**What needs to be done:**
Go through the material that comes after this and count the lines containing "actions"; report only the count.

**Given entries:**
☆ ☆ ☆ ☆

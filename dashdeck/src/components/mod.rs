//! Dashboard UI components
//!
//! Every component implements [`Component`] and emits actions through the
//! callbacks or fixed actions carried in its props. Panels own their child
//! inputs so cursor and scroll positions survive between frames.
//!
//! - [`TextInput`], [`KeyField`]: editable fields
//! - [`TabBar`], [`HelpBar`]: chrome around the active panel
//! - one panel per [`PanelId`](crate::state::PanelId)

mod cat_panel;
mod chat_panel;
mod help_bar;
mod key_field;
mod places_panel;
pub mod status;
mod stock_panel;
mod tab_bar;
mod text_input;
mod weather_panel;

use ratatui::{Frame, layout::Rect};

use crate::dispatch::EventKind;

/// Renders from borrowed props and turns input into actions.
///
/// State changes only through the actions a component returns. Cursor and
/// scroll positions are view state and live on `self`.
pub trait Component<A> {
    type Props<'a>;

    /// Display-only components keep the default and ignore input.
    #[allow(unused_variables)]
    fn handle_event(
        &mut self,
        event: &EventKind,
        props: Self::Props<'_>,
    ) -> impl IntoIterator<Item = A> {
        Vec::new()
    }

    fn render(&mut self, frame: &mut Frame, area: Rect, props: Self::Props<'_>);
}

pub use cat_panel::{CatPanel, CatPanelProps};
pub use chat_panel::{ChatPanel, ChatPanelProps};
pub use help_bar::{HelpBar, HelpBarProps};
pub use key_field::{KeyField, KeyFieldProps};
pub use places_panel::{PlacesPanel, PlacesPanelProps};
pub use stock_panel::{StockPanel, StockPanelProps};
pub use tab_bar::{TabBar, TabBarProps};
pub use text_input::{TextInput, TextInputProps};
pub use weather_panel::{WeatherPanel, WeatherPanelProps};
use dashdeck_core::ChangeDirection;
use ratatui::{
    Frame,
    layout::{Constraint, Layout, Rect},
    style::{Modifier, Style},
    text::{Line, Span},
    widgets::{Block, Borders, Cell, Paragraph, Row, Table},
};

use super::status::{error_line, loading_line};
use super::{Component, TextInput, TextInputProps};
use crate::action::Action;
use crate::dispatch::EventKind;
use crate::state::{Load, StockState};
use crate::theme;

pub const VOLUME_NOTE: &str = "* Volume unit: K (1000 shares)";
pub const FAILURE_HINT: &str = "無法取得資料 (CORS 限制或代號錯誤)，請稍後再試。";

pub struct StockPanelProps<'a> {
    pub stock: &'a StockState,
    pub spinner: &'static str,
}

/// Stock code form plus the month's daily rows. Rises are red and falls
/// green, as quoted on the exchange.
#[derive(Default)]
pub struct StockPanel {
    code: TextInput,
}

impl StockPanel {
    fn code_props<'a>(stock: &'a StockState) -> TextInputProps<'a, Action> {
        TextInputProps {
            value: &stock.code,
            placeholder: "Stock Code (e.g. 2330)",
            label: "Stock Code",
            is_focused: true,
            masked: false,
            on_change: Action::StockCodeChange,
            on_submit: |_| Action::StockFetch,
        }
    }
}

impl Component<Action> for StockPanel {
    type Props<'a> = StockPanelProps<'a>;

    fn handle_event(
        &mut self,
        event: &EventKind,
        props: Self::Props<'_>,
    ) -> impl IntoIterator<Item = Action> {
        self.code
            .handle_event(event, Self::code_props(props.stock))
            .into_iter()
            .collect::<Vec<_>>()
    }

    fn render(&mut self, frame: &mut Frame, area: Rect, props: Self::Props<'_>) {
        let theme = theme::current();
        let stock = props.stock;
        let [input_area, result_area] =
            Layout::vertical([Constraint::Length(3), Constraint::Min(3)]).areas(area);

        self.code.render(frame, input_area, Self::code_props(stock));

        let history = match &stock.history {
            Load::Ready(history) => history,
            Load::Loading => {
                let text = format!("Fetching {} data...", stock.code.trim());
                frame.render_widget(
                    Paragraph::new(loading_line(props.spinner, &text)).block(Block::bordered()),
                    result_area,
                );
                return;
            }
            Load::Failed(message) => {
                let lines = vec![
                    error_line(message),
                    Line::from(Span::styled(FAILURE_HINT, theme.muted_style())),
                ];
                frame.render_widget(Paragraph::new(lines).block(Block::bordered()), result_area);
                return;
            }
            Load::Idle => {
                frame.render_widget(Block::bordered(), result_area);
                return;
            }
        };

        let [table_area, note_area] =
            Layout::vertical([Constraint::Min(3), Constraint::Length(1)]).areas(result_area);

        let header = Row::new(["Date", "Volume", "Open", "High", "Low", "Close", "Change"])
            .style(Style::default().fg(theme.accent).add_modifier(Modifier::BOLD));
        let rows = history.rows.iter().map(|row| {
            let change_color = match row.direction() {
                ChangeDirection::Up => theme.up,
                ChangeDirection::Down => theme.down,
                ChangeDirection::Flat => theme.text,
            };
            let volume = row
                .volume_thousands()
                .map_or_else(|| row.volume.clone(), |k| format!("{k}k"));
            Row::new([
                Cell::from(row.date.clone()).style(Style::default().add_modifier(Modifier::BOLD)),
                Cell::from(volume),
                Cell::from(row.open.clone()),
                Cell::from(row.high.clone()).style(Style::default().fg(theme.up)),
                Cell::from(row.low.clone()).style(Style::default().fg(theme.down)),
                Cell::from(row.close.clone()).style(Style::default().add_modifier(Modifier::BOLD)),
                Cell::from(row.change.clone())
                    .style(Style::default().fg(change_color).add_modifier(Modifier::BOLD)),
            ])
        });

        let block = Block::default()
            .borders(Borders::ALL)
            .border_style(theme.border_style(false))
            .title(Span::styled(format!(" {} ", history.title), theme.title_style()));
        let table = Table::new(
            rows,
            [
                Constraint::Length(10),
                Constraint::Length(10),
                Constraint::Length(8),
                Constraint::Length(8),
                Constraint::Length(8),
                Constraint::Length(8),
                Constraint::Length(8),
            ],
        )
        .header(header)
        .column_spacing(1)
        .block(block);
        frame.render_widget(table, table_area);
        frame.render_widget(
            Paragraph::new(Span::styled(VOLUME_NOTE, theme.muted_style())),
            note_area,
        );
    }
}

☆ ☆ ☆ ☆

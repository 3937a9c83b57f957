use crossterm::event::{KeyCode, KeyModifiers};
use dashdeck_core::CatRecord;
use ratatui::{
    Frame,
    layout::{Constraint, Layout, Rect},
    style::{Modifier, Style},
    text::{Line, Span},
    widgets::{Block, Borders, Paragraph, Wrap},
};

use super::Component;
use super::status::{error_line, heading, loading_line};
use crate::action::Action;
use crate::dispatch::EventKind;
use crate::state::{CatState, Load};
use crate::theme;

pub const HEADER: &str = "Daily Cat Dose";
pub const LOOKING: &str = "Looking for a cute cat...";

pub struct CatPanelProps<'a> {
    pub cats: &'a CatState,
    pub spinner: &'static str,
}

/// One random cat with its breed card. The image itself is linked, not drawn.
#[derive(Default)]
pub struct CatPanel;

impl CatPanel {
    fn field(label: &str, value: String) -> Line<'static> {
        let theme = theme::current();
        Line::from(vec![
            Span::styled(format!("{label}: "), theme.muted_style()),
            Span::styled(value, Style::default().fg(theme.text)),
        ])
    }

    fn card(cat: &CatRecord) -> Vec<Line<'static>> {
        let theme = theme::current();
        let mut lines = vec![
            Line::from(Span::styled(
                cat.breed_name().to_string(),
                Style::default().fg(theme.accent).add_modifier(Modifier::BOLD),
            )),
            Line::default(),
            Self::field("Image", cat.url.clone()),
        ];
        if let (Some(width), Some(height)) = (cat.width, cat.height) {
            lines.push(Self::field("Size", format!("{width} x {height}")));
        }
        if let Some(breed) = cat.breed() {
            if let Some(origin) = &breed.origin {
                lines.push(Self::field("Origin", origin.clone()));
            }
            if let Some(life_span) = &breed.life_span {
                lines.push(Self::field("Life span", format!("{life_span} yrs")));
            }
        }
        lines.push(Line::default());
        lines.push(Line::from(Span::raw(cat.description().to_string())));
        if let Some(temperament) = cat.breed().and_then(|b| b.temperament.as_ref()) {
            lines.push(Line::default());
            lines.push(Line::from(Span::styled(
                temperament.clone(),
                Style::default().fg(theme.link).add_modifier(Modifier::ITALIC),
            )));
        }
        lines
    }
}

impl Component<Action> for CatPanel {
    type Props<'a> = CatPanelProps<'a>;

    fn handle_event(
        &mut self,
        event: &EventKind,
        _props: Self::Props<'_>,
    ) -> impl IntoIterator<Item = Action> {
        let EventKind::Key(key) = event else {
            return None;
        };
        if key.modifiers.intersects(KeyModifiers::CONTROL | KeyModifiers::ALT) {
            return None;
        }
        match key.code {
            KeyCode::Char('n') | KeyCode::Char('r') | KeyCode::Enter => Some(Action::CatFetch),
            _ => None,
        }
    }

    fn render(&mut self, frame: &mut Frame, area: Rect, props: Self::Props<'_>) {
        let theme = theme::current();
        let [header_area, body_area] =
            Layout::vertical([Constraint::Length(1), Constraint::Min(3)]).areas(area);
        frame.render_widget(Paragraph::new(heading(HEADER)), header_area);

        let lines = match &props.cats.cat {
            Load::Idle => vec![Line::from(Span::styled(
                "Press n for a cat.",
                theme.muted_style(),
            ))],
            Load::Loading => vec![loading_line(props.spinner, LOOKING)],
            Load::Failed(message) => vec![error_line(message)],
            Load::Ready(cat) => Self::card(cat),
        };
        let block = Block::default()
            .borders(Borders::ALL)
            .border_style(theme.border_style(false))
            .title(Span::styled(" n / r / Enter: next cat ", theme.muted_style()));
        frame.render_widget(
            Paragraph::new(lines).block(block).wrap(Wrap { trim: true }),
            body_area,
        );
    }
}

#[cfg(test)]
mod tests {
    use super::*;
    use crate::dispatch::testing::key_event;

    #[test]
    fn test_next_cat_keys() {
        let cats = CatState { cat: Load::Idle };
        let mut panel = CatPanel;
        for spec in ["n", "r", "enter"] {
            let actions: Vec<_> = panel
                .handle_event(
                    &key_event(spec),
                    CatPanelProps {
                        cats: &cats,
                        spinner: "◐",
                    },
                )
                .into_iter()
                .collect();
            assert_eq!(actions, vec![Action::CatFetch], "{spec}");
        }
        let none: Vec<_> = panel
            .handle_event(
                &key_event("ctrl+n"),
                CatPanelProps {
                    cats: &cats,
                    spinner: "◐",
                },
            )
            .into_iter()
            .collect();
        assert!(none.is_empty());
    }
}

☆ ☆ ☆ ☆

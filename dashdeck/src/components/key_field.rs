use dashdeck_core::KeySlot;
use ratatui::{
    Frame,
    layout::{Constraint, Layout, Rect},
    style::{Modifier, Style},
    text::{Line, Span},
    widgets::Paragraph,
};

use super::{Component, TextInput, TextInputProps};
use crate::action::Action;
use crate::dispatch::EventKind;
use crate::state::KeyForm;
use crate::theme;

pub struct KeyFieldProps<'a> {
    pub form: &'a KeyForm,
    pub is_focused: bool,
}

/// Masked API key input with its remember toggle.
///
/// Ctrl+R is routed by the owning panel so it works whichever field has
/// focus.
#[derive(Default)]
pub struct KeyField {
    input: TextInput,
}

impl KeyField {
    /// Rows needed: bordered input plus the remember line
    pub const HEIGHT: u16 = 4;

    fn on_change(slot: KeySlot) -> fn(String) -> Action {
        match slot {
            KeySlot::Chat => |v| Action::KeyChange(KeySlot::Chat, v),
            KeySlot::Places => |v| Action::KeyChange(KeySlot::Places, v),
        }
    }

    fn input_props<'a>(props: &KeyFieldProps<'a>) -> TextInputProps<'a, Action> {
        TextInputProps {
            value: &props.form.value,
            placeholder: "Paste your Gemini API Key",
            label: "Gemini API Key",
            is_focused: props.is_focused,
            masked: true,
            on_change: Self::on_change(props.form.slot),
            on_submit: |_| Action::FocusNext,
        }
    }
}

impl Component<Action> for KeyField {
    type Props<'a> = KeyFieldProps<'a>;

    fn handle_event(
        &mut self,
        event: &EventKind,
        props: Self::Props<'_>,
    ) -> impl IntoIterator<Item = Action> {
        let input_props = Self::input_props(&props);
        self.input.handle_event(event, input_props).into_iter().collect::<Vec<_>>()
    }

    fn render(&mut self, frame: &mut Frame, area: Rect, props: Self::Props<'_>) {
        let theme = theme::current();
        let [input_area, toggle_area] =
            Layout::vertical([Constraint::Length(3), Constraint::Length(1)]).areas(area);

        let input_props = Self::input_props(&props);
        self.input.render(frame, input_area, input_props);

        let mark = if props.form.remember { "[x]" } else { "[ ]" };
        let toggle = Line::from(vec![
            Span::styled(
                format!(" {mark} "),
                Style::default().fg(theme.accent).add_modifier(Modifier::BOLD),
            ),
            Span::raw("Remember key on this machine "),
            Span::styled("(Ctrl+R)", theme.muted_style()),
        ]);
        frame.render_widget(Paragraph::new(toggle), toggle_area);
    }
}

☆ ☆ ☆ ☆

**Task result:**
6